The US Nuclear
Arsenal - A Terribly
Costly Legacy
Ten years after the fall of the Berlin Wall, maintaining the U.S. nuclear arsenal of over 10,000 strategic warheads (of which 7,200 are operational) remains an enormously expensive proposition. Movement towards deep reductions or elimination of the U.S. nuclear stockpile could save tens of billions of dollars annually. Even modest steps like stopping procurement of Trident II submarine-launched ballistic missiles could save taxpayers hundreds of millions of dollars annually.
Below are a few examples of the costs of our current nuclear arsenal:
1) Costs Since 1940 (to build, deploy, maintain, cleanup) $5.6 trillion (<#11)
2) Current Annual Costs, total U.S. nuclear arsenal $35 billion (<#22)
3) Annual Costs of Stockpile Stewardship Program (a Department of Energy program to maintain the existing nuclear stockpile and develop new nuclear warheads) $4.5 billion (<#33)
4) Cost of additional Trident II submarine-launched ballistic missiles (in FY 2000 budget, produced by Lockheed Martin) $535 million (<#44)
5) Cost of maintaining 550 land-based intercontinental ballistic missiles (1997-2012, contract to TRW, Inc.) $3.4 billion (<#55)
6) Estimated costs of environmental cleanup of nuclear weapons research, testing, and production sites $227-410 billion (<#66)
1. Consequences of U.S. Nuclear Weapons Since 1940 (Washington, DC: Brookings Institution, 1998), p. 4 ($5.5 trillion for 1940-1996, plus $35 billion per year for 1997-1999).
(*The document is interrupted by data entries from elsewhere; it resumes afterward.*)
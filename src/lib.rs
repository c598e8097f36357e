//! Snapshot/delta state synchronization for an authoritative game server
//! and its predicting clients.
//!
//! Each simulation tick the server decides which entities every client may
//! know about ([`net::snapshot`]), appends their states to one shared
//! history ring ([`game::history`]), and compresses the result against the
//! client's last acknowledged frame ([`net::delta`]). Client input travels
//! the other way with threefold redundancy ([`net::command`]) so an isolated
//! dropped packet never costs a tick of input. Session recording
//! ([`net::demo`]) reuses the exact live wire framing, so a demo replays
//! through the same decoder as a live connection.
//!
//! The core is synchronous by design: all clients are serviced inside one
//! single-threaded server tick, and nothing here blocks or suspends.
//!
//! # Features
//!
//! - `recorder` - Demo session recording and playback framing (enabled by default)

pub mod config;
pub mod game;
pub mod level;
pub mod net;
pub mod util;
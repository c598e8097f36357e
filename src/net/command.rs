//! The client input command channel.
//!
//! The client batches one input sample per local tick and every outgoing
//! packet carries the three most recent samples, oldest first, each diffed
//! against the one before it. A sample therefore rides in up to three
//! consecutive packets: the server recovers from one or two consecutive
//! drops without losing a tick of input, and deduplicates by the packet
//! sequence number so nothing is ever applied twice.

use smallvec::SmallVec;
use tracing::debug;

use crate::net::protocol::{
    cmd_bits, ClientOp, ProtocolError, MAX_COMMAND_MSEC, NO_DELTA_FRAME,
};
use crate::net::wire::{MessageReader, MessageWriter};
use crate::util::ring::SeqRing;

/// Samples carried per MOVE chunk
const REDUNDANCY: usize = 3;

/// One tick's worth of player input
#[derive(Debug, Clone, Copy, Default, PartialEq, Eq)]
pub struct CommandSample {
    /// View angles as 16-bit binary degrees
    pub angles: [u16; 3],
    pub forward: i16,
    pub right: i16,
    pub up: i16,
    pub buttons: u8,
    /// Duration of the tick this sample covers, in milliseconds
    pub msec: u8,
    /// Client-side sample timestamp; bookkeeping only, never transmitted
    pub timestamp_ms: u64,
}

/// Diff `to` against `from`. `msec` is always written: it is one byte and
/// changes nearly every sample.
pub fn write_delta_command(from: &CommandSample, to: &CommandSample, msg: &mut MessageWriter) {
    let mut bits: u8 = 0;
    if to.angles[0] != from.angles[0] {
        bits |= cmd_bits::ANGLE1;
    }
    if to.angles[1] != from.angles[1] {
        bits |= cmd_bits::ANGLE2;
    }
    if to.angles[2] != from.angles[2] {
        bits |= cmd_bits::ANGLE3;
    }
    if to.forward != from.forward {
        bits |= cmd_bits::FORWARD;
    }
    if to.right != from.right {
        bits |= cmd_bits::RIGHT;
    }
    if to.up != from.up {
        bits |= cmd_bits::UP;
    }
    if to.buttons != from.buttons {
        bits |= cmd_bits::BUTTONS;
    }

    msg.write_u8(bits);
    if bits & cmd_bits::ANGLE1 != 0 {
        msg.write_u16(to.angles[0]);
    }
    if bits & cmd_bits::ANGLE2 != 0 {
        msg.write_u16(to.angles[1]);
    }
    if bits & cmd_bits::ANGLE3 != 0 {
        msg.write_u16(to.angles[2]);
    }
    if bits & cmd_bits::FORWARD != 0 {
        msg.write_i16(to.forward);
    }
    if bits & cmd_bits::RIGHT != 0 {
        msg.write_i16(to.right);
    }
    if bits & cmd_bits::UP != 0 {
        msg.write_i16(to.up);
    }
    if bits & cmd_bits::BUTTONS != 0 {
        msg.write_u8(to.buttons);
    }
    msg.write_u8(to.msec);
}

pub fn read_delta_command(
    from: &CommandSample,
    msg: &mut MessageReader,
) -> Result<CommandSample, ProtocolError> {
    let mut to = *from;
    to.timestamp_ms = 0;
    let bits = msg.read_u8().ok_or(ProtocolError::Truncated)?;

    if bits & cmd_bits::ANGLE1 != 0 {
        to.angles[0] = msg.read_u16().ok_or(ProtocolError::Truncated)?;
    }
    if bits & cmd_bits::ANGLE2 != 0 {
        to.angles[1] = msg.read_u16().ok_or(ProtocolError::Truncated)?;
    }
    if bits & cmd_bits::ANGLE3 != 0 {
        to.angles[2] = msg.read_u16().ok_or(ProtocolError::Truncated)?;
    }
    if bits & cmd_bits::FORWARD != 0 {
        to.forward = msg.read_i16().ok_or(ProtocolError::Truncated)?;
    }
    if bits & cmd_bits::RIGHT != 0 {
        to.right = msg.read_i16().ok_or(ProtocolError::Truncated)?;
    }
    if bits & cmd_bits::UP != 0 {
        to.up = msg.read_i16().ok_or(ProtocolError::Truncated)?;
    }
    if bits & cmd_bits::BUTTONS != 0 {
        to.buttons = msg.read_u8().ok_or(ProtocolError::Truncated)?;
    }
    to.msec = msg.read_u8().ok_or(ProtocolError::Truncated)?;
    Ok(to)
}

/// Client side: the outgoing command ring and its redundant flush.
pub struct CommandChannel {
    ring: SeqRing<CommandSample>,
    outgoing_sequence: u32,
}

impl CommandChannel {
    pub fn new(capacity: usize) -> Self {
        assert!(
            capacity >= REDUNDANCY,
            "command ring must hold the redundant window"
        );
        Self {
            ring: SeqRing::new(capacity),
            outgoing_sequence: 0,
        }
    }

    /// Sequence number of the most recently recorded sample; goes into the
    /// packet header of the flush that carries it
    pub fn sequence(&self) -> u32 {
        self.outgoing_sequence
    }

    /// Finalize the current tick's sample under the next packet sequence
    pub fn record(&mut self, sample: CommandSample) -> u32 {
        self.outgoing_sequence += 1;
        self.ring.insert(self.outgoing_sequence as u64, sample);
        self.outgoing_sequence
    }

    fn sample_at(&self, sequence: u32) -> CommandSample {
        self.ring
            .get(sequence as u64)
            .copied()
            .unwrap_or_default()
    }

    /// Write the MOVE chunk: the acknowledged frame (or the explicit
    /// no-compression sentinel when the client holds no valid frame), then
    /// the three most recent samples, oldest first, the oldest diffed
    /// against the all-zero sample.
    ///
    /// `delta_base` is an explicit parameter: "I have no valid delta base"
    /// is the caller's predicate, independent of any recording concerns.
    pub fn flush(&self, delta_base: Option<u32>, msg: &mut MessageWriter) {
        msg.write_u8(ClientOp::Move as u8);
        msg.write_i32(delta_base.map_or(NO_DELTA_FRAME, |tick| tick as i32));

        let zero = CommandSample::default();
        let oldest = self.sample_at(self.outgoing_sequence.wrapping_sub(2));
        let middle = self.sample_at(self.outgoing_sequence.wrapping_sub(1));
        let newest = self.sample_at(self.outgoing_sequence);

        write_delta_command(&zero, &oldest, msg);
        write_delta_command(&oldest, &middle, msg);
        write_delta_command(&middle, &newest, msg);
    }
}

/// Everything recovered from one MOVE chunk
#[derive(Debug, Default, PartialEq, Eq)]
pub struct ConsumedMove {
    /// Samples to apply this tick, oldest first, each exactly once
    pub samples: SmallVec<[CommandSample; REDUNDANCY]>,
    /// Frame tick the client acknowledged; `None` requests a full encode
    pub acked_frame: Option<u32>,
    /// The chunk arrived out of order or duplicated and was dropped whole
    pub stale: bool,
}

/// Server side: per-client dedup over the redundant command stream
#[derive(Debug, Default)]
pub struct CommandConsumer {
    last_sequence: u32,
}

impl CommandConsumer {
    pub fn new() -> Self {
        Self::default()
    }

    pub fn last_sequence(&self) -> u32 {
        self.last_sequence
    }

    /// Consume a MOVE chunk (opcode already dispatched); `packet_sequence`
    /// comes from the datagram header.
    ///
    /// Stale or duplicate packets are dropped silently — redundancy makes
    /// them routine, not an error. The drop count since the last applied
    /// packet decides how many of the three samples are genuinely new:
    /// two or more drops recover the oldest, one recovers the middle, and
    /// the newest always applies.
    pub fn consume(
        &mut self,
        packet_sequence: u32,
        msg: &mut MessageReader,
    ) -> Result<ConsumedMove, ProtocolError> {
        let last_frame = msg.read_i32().ok_or(ProtocolError::Truncated)?;

        let zero = CommandSample::default();
        let oldest = read_delta_command(&zero, msg)?;
        let middle = read_delta_command(&oldest, msg)?;
        let newest = read_delta_command(&middle, msg)?;

        for sample in [&oldest, &middle, &newest] {
            if sample.msec > MAX_COMMAND_MSEC {
                return Err(ProtocolError::IllegalDuration(sample.msec));
            }
        }

        if packet_sequence <= self.last_sequence {
            debug!(
                packet_sequence,
                last = self.last_sequence,
                "dropping stale command packet"
            );
            return Ok(ConsumedMove {
                stale: true,
                ..ConsumedMove::default()
            });
        }

        let dropped = packet_sequence - self.last_sequence - 1;
        self.last_sequence = packet_sequence;

        let mut samples: SmallVec<[CommandSample; REDUNDANCY]> = SmallVec::new();
        if dropped >= 2 {
            samples.push(oldest);
        }
        if dropped >= 1 {
            samples.push(middle);
        }
        samples.push(newest);

        let acked_frame = if last_frame < 0 {
            None
        } else {
            Some(last_frame as u32)
        };

        Ok(ConsumedMove {
            samples,
            acked_frame,
            stale: false,
        })
    }
}

#[cfg(test)]
mod tests {
    use super::*;

    fn sample(tick: i16) -> CommandSample {
        CommandSample {
            forward: tick,
            buttons: 1,
            msec: 25,
            timestamp_ms: tick as u64 * 25,
            ..CommandSample::default()
        }
    }

    fn flush_packet(channel: &CommandChannel, ack: Option<u32>) -> Vec<u8> {
        let mut msg = MessageWriter::new(256);
        channel.flush(ack, &mut msg);
        msg.into_bytes()
    }

    fn consume_packet(
        consumer: &mut CommandConsumer,
        sequence: u32,
        packet: &[u8],
    ) -> ConsumedMove {
        let mut reader = MessageReader::new(packet);
        assert_eq!(reader.read_u8(), Some(ClientOp::Move as u8));
        consumer.consume(sequence, &mut reader).unwrap()
    }

    #[test]
    fn test_delta_command_roundtrip() {
        let from = CommandSample::default();
        let to = CommandSample {
            angles: [100, 200, 0],
            forward: 127,
            right: -127,
            up: 0,
            buttons: 3,
            msec: 16,
            timestamp_ms: 0,
        };
        let mut msg = MessageWriter::new(64);
        write_delta_command(&from, &to, &mut msg);

        let mut reader = MessageReader::new(msg.as_bytes());
        assert_eq!(read_delta_command(&from, &mut reader).unwrap(), to);
        assert!(!reader.has_remaining());
    }

    #[test]
    fn test_flush_carries_three_samples() {
        let mut channel = CommandChannel::new(64);
        channel.record(sample(1));
        channel.record(sample(2));
        channel.record(sample(3));

        let packet = flush_packet(&channel, Some(99));
        let mut consumer = CommandConsumer::new();
        let consumed = consume_packet(&mut consumer, channel.sequence(), &packet);

        assert_eq!(consumed.acked_frame, Some(99));
        // no drops: only the newest sample is fresh
        assert_eq!(consumed.samples.len(), 1);
        assert_eq!(consumed.samples[0].forward, 3);
    }

    #[test]
    fn test_no_compression_sentinel() {
        let mut channel = CommandChannel::new(64);
        channel.record(sample(1));
        let packet = flush_packet(&channel, None);

        let mut consumer = CommandConsumer::new();
        let consumed = consume_packet(&mut consumer, 1, &packet);
        assert_eq!(consumed.acked_frame, None);
    }

    #[test]
    fn test_single_drop_recovers_middle_sample() {
        let mut channel = CommandChannel::new(64);
        let mut consumer = CommandConsumer::new();

        channel.record(sample(1));
        let packet1 = flush_packet(&channel, None);
        channel.record(sample(2));
        let _lost = flush_packet(&channel, None);
        channel.record(sample(3));
        let packet3 = flush_packet(&channel, None);

        let consumed = consume_packet(&mut consumer, 1, &packet1);
        assert_eq!(consumed.samples.len(), 1);
        assert_eq!(consumed.samples[0].forward, 1);

        // packet 2 never arrives; packet 3 recovers tick 2 and applies 3
        let consumed = consume_packet(&mut consumer, 3, &packet3);
        let forwards: Vec<i16> = consumed.samples.iter().map(|s| s.forward).collect();
        assert_eq!(forwards, vec![2, 3]);
    }

    #[test]
    fn test_double_drop_recovers_both_samples() {
        let mut channel = CommandChannel::new(64);
        let mut consumer = CommandConsumer::new();

        channel.record(sample(1));
        let packet1 = flush_packet(&channel, None);
        channel.record(sample(2));
        channel.record(sample(3));
        channel.record(sample(4));
        let packet4 = flush_packet(&channel, None);

        consume_packet(&mut consumer, 1, &packet1);
        let consumed = consume_packet(&mut consumer, 4, &packet4);
        let forwards: Vec<i16> = consumed.samples.iter().map(|s| s.forward).collect();
        assert_eq!(forwards, vec![2, 3, 4]);
    }

    #[test]
    fn test_stale_packet_dropped_silently() {
        let mut channel = CommandChannel::new(64);
        let mut consumer = CommandConsumer::new();

        channel.record(sample(1));
        let packet1 = flush_packet(&channel, None);
        channel.record(sample(2));
        let packet2 = flush_packet(&channel, None);

        consume_packet(&mut consumer, 2, &packet2);
        // the late packet 1 is a duplicate of already-covered input
        let consumed = consume_packet(&mut consumer, 1, &packet1);
        assert!(consumed.stale);
        assert!(consumed.samples.is_empty());
        assert_eq!(consumer.last_sequence(), 2);
    }

    #[test]
    fn test_illegal_msec_rejected() {
        let mut msg = MessageWriter::new(64);
        msg.write_i32(NO_DELTA_FRAME);
        let zero = CommandSample::default();
        let bad = CommandSample {
            msec: 255,
            ..CommandSample::default()
        };
        write_delta_command(&zero, &bad, &mut msg);
        write_delta_command(&bad, &bad, &mut msg);
        write_delta_command(&bad, &bad, &mut msg);

        let mut consumer = CommandConsumer::new();
        let mut reader = MessageReader::new(msg.as_bytes());
        assert_eq!(
            consumer.consume(1, &mut reader),
            Err(ProtocolError::IllegalDuration(255))
        );
    }

    #[test]
    fn test_exactly_once_under_one_in_three_loss() {
        // periodic 1-in-3 loss: ticks 50..=54 must all be applied
        // exactly once
        let mut channel = CommandChannel::new(64);
        let mut consumer = CommandConsumer::new();
        let mut applied: Vec<i16> = Vec::new();

        for tick in 40..=60i16 {
            channel.record(sample(tick));
            let packet = flush_packet(&channel, None);
            if tick % 3 == 1 {
                continue; // dropped on the wire
            }
            let mut reader = MessageReader::new(&packet);
            reader.read_u8();
            let consumed = consumer.consume(channel.sequence(), &mut reader).unwrap();
            applied.extend(consumed.samples.iter().map(|s| s.forward));
        }

        for tick in 50..=54i16 {
            assert_eq!(
                applied.iter().filter(|&&f| f == tick).count(),
                1,
                "tick {tick} must be applied exactly once"
            );
        }
        // and in order
        let mut sorted = applied.clone();
        sorted.sort_unstable();
        assert_eq!(applied, sorted);
    }

    #[test]
    fn test_consume_error_on_truncated_chunk() {
        let mut consumer = CommandConsumer::new();
        let data = [0u8; 3];
        let mut reader = MessageReader::new(&data);
        assert_eq!(
            consumer.consume(1, &mut reader),
            Err(ProtocolError::Truncated)
        );
    }
}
2. Schwartz, Atomic Audit, op. cit., p. 1; includes $25 billion for directly maintaining the arsenal plus $10 billion for associated costs of clean-up, missile defense, and victim compensation.

3. Greg Mello, Andrew Lichterman, and William Weida, "The Stockpile Stewardship Charade," Issues in Science and Technology, Spring 1999, available at m.

4. Conference report on the F.Y. 2000 Department of Defense budget. Data supplied by the Center on Strategic and Budgetary Assessments.

5. Robert S. Norris and William M. Arkin, Natural Resources Defense Council "U.S. Strategic Nuclear Forces, End of 1998," Bulletin of the Atomic Scientists, January/February 1999.

6. Atomic Audit, op cit., Chapter 6, p. 355 (extrapolated from Dept. of Energy estimates).